* Given data *
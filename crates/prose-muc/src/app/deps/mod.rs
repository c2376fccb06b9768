// prose-core-client/prose-muc
//
// Copyright: 2023, Marc Bauer <mb@nesium.com>
// License: Mozilla Public License v2.0 (MPL v2.0)

pub use app_context::{AppContext, MucConfig};
pub use app_dependencies::*;
#[cfg(feature = "test")]
pub use coordinator::MockCoordinator;
pub use coordinator::{Coordinator, CoordinatorTask};

mod app_context;
mod app_dependencies;
mod coordinator;
// prose-core-client/prose-muc
//
// Copyright: 2023, Marc Bauer <mb@nesium.com>
// License: Mozilla Public License v2.0 (MPL v2.0)

pub use channel_coordinator::{ChannelCoordinator, CoordinatorLoop};

mod channel_coordinator;
// prose-core-client/prose-muc
//
// Copyright: 2023, Marc Bauer <mb@nesium.com>
// License: Mozilla Public License v2.0 (MPL v2.0)

pub use connected_rooms::ConnectedRooms;
pub use room_op_controller::{RoomOpCancelHandle, RoomOpController, RoomOpState};
pub use room_session::{RoomOperation, RoomOperationKind, RoomSession};

mod connected_rooms;
mod room_op_controller;
mod room_session;
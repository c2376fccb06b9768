// prose-core-client/prose-muc
//
// Copyright: 2023, Marc Bauer <mb@nesium.com>
// License: Mozilla Public License v2.0 (MPL v2.0)

use std::collections::{HashMap, HashSet};

use once_cell::sync::Lazy;
use strum_macros::{Display, EnumIter};

use super::RoomRole;

/// Things an occupant may do in a room depending on their role (XEP-0045, 5.1.1).
#[derive(Debug, PartialEq, Eq, Hash, Clone, Copy, Display, EnumIter)]
#[strum(serialize_all = "kebab-case")]
pub enum RolePrivilege {
    PresentInRoom,
    ReceiveMessages,
    ReceiveOccupantPresence,
    BroadcastPresence,
    ChangeAvailabilityStatus,
    ChangeRoomNickname,
    SendPrivateMessages,
    InviteOtherUsers,
    SendMessagesToAll,
    ModifySubject,
    KickParticipantsAndVisitors,
    GrantVoice,
    RevokeVoice,
}

const VISITOR_PRIVILEGES: [RolePrivilege; 8] = [
    RolePrivilege::PresentInRoom,
    RolePrivilege::ReceiveMessages,
    RolePrivilege::ReceiveOccupantPresence,
    RolePrivilege::BroadcastPresence,
    RolePrivilege::ChangeAvailabilityStatus,
    RolePrivilege::ChangeRoomNickname,
    RolePrivilege::SendPrivateMessages,
    RolePrivilege::InviteOtherUsers,
];

const PARTICIPANT_PRIVILEGES: [RolePrivilege; 2] = [
    RolePrivilege::SendMessagesToAll,
    RolePrivilege::ModifySubject,
];

const MODERATOR_PRIVILEGES: [RolePrivilege; 3] = [
    RolePrivilege::KickParticipantsAndVisitors,
    RolePrivilege::GrantVoice,
    RolePrivilege::RevokeVoice,
];

static ROLE_PRIVILEGES: Lazy<HashMap<RoomRole, HashSet<RolePrivilege>>> = Lazy::new(|| {
    let visitor = HashSet::from(VISITOR_PRIVILEGES);
    let participant = visitor
        .iter()
        .copied()
        .chain(PARTICIPANT_PRIVILEGES)
        .collect::<HashSet<_>>();
    let moderator = participant
        .iter()
        .copied()
        .chain(MODERATOR_PRIVILEGES)
        .collect::<HashSet<_>>();

    HashMap::from([
        (RoomRole::None, HashSet::new()),
        (RoomRole::Visitor, visitor),
        (RoomRole::Participant, participant),
        (RoomRole::Moderator, moderator),
    ])
});

static NO_PRIVILEGES: Lazy<HashSet<RolePrivilege>> = Lazy::new(HashSet::new);

/// Returns the privileges granted to `role`. Roles missing from the table have none.
pub fn privileges_for_role(role: &RoomRole) -> &'static HashSet<RolePrivilege> {
    ROLE_PRIVILEGES.get(role).unwrap_or(&NO_PRIVILEGES)
}

pub fn role_can(privilege: RolePrivilege, role: &RoomRole) -> bool {
    privileges_for_role(role).contains(&privilege)
}
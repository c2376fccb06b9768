// prose-core-client/prose-muc
//
// Copyright: 2023, Marc Bauer <mb@nesium.com>
// License: Mozilla Public License v2.0 (MPL v2.0)

pub mod models;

* What this task involves *
The lines above that hold the word "chain" are the ones to copy.

* Solved exercise *
        .chain(PARTICIPANT_PRIVILEGES)
        .chain(MODERATOR_PRIVILEGES)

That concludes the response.